** Opening Exercise materials block **
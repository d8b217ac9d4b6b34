use axum::{Extension, extract::State};
use fidofeed_core::domain::pet::{ports::PetService, value_objects::CreatePetInput};

use crate::application::{
    device_middleware::DeviceContext,
    http::{
        pet::{handlers::PetResponse, validators::CreatePetValidator},
        server::{
            api_entities::{
                api_error::{ApiError, ValidateJson},
                response::Response,
            },
            app_state::AppState,
        },
    },
};

#[utoipa::path(
    post,
    path = "",
    tag = "pet",
    summary = "Create pet",
    params(
        ("X-Device-Id" = Option<String>, Header, description = "Device owning the pets"),
    ),
    responses(
        (status = 201, body = PetResponse),
        (status = 400, description = "Invalid name, breed or age")
    ),
    request_body = CreatePetValidator
)]
pub async fn create_pet(
    State(state): State<AppState>,
    Extension(device_context): Extension<DeviceContext>,
    ValidateJson(payload): ValidateJson<CreatePetValidator>,
) -> Result<Response<PetResponse>, ApiError> {
    let pet = state
        .service
        .create_pet(
            &device_context.device_id,
            CreatePetInput {
                name: payload.name,
                breed: payload.breed,
                age_in_months: payload.age_in_months,
            },
        )
        .await
        .map_err(ApiError::from)?;

    Ok(Response::Created(PetResponse { data: pet }))
}
use std::sync::Arc;

use anyhow::Context;
use axum::Router;
use axum::http::header::{ACCEPT, CONTENT_LENGTH, CONTENT_TYPE};
use axum::http::{HeaderName, HeaderValue, Method};
use axum::routing::get;
use axum_prometheus::PrometheusMetricLayer;
use fidofeed_core::{application::create_service, domain::common::FidoFeedConfig};
use tower_http::cors::CorsLayer;
use tracing::{debug, info_span};
use utoipa::OpenApi;
use utoipa_rapidoc::RapiDoc;
use utoipa_redoc::{Redoc, Servable};
use utoipa_scalar::{Scalar, Servable as ScalarServable};
use utoipa_swagger_ui::SwaggerUi;

use crate::application::device_middleware::DEVICE_ID_HEADER;
use crate::application::http::breed::router::breed_routes;
use crate::application::http::chat::router::chat_routes;
use crate::application::http::feeding_plan::router::feeding_plan_routes;
use crate::application::http::health::health_routes;
use crate::application::http::pet::router::pet_routes;
use crate::application::http::ration::router::ration_routes;
use crate::application::http::server::app_state::AppState;
use crate::application::http::server::openapi::ApiDoc;
use crate::application::http::vet::router::vet_routes;
use crate::args::Args;

pub async fn state(args: Arc<Args>) -> Result<AppState, anyhow::Error> {
    let fidofeed_config = FidoFeedConfig::from(args.as_ref().clone());
    let service = create_service(fidofeed_config).await?;

    Ok(AppState::new(args, service))
}

/// Routes without the metrics layer, shared by the server and the tests.
pub fn api_routes(state: AppState) -> Result<Router, anyhow::Error> {
    let trace_layer = tower_http::trace::TraceLayer::new_for_http().make_span_with(
        |request: &axum::extract::Request| {
            let uri: String = request.uri().to_string();
            info_span!("http_request", method = ?request.method(), uri)
        },
    );

    let allowed_origins = state
        .args
        .server
        .allowed_origins
        .iter()
        .map(|origin| {
            HeaderValue::from_str(origin)
                .with_context(|| format!("invalid allowed origin \"{origin}\""))
        })
        .collect::<Result<Vec<HeaderValue>, _>>()?;

    debug!("Allowed origins: {:?}", allowed_origins);

    let cors = CorsLayer::new()
        .allow_methods([
            Method::GET,
            Method::POST,
            Method::DELETE,
            Method::PUT,
            Method::OPTIONS,
        ])
        .allow_origin(allowed_origins)
        .allow_headers([
            CONTENT_TYPE,
            CONTENT_LENGTH,
            ACCEPT,
            HeaderName::from_static(DEVICE_ID_HEADER),
        ]);

    let mut openapi = ApiDoc::openapi();
    let mut paths = openapi.paths.clone();
    paths.paths = openapi
        .paths
        .paths
        .into_iter()
        .map(|(path, item)| (format!("{}{path}", state.args.server.root_path), item))
        .collect();
    openapi.paths = paths;

    let root_path = state.args.server.root_path.clone();
    let api_docs_url = format!("{}/api-docs/openapi.json", root_path);

    let router = axum::Router::new()
        .merge(Scalar::with_url(
            format!("{}/scalar", root_path),
            openapi.clone(),
        ))
        .merge(
            SwaggerUi::new(format!("{}/swagger-ui", root_path))
                .url(api_docs_url.clone(), openapi.clone()),
        )
        .merge(Redoc::with_url(format!("{}/redoc", root_path), openapi))
        .merge(RapiDoc::new(api_docs_url).path(format!("{}/rapidoc", root_path)))
        .merge(breed_routes(state.clone()))
        .merge(ration_routes(state.clone()))
        .merge(feeding_plan_routes(state.clone()))
        .merge(chat_routes(state.clone()))
        .merge(vet_routes(state.clone()))
        .merge(pet_routes(state.clone()))
        .merge(health_routes(&root_path))
        .layer(trace_layer)
        .layer(cors)
        .with_state(state);

    Ok(router)
}

///  Returns the [`Router`] of this application.
pub fn router(state: AppState) -> Result<Router, anyhow::Error> {
    let root_path = state.args.server.root_path.clone();
    let (prometheus_layer, metric_handle) = PrometheusMetricLayer::pair();

    let router = api_routes(state)?
        .route(
            &format!("{}/metrics", root_path),
            get(|| async move { metric_handle.render() }),
        )
        .layer(prometheus_layer);

    Ok(router)
}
** Closing Exercise materials block **
» **Aim of the exercise**: Up to and including the line with "use crate::application::device_middleware::DEVICE_ID_HEADER;", print every line of the records from the start.

» **Solution for this task**:
repository d8b217ac9d4b6b34
use axum::{Extension, extract::State};
use fidofeed_core::domain::pet::{ports::PetService, value_objects::CreatePetInput};

use crate::application::{
    device_middleware::DeviceContext,
    http::{
        pet::{handlers::PetResponse, validators::CreatePetValidator},
        server::{
            api_entities::{
                api_error::{ApiError, ValidateJson},
                response::Response,
            },
            app_state::AppState,
        },
    },
};

#[utoipa::path(
    post,
    path = "",
    tag = "pet",
    summary = "Create pet",
    params(
        ("X-Device-Id" = Option<String>, Header, description = "Device owning the pets"),
    ),
    responses(
        (status = 201, body = PetResponse),
        (status = 400, description = "Invalid name, breed or age")
    ),
    request_body = CreatePetValidator
)]
pub async fn create_pet(
    State(state): State<AppState>,
    Extension(device_context): Extension<DeviceContext>,
    ValidateJson(payload): ValidateJson<CreatePetValidator>,
) -> Result<Response<PetResponse>, ApiError> {
    let pet = state
        .service
        .create_pet(
            &device_context.device_id,
            CreatePetInput {
                name: payload.name,
                breed: payload.breed,
                age_in_months: payload.age_in_months,
            },
        )
        .await
        .map_err(ApiError::from)?;

    Ok(Response::Created(PetResponse { data: pet }))
}
use std::sync::Arc;

use anyhow::Context;
use axum::Router;
use axum::http::header::{ACCEPT, CONTENT_LENGTH, CONTENT_TYPE};
use axum::http::{HeaderName, HeaderValue, Method};
use axum::routing::get;
use axum_prometheus::PrometheusMetricLayer;
use fidofeed_core::{application::create_service, domain::common::FidoFeedConfig};
use tower_http::cors::CorsLayer;
use tracing::{debug, info_span};
use utoipa::OpenApi;
use utoipa_rapidoc::RapiDoc;
use utoipa_redoc::{Redoc, Servable};
use utoipa_scalar::{Scalar, Servable as ScalarServable};
use utoipa_swagger_ui::SwaggerUi;

use crate::application::device_middleware::DEVICE_ID_HEADER;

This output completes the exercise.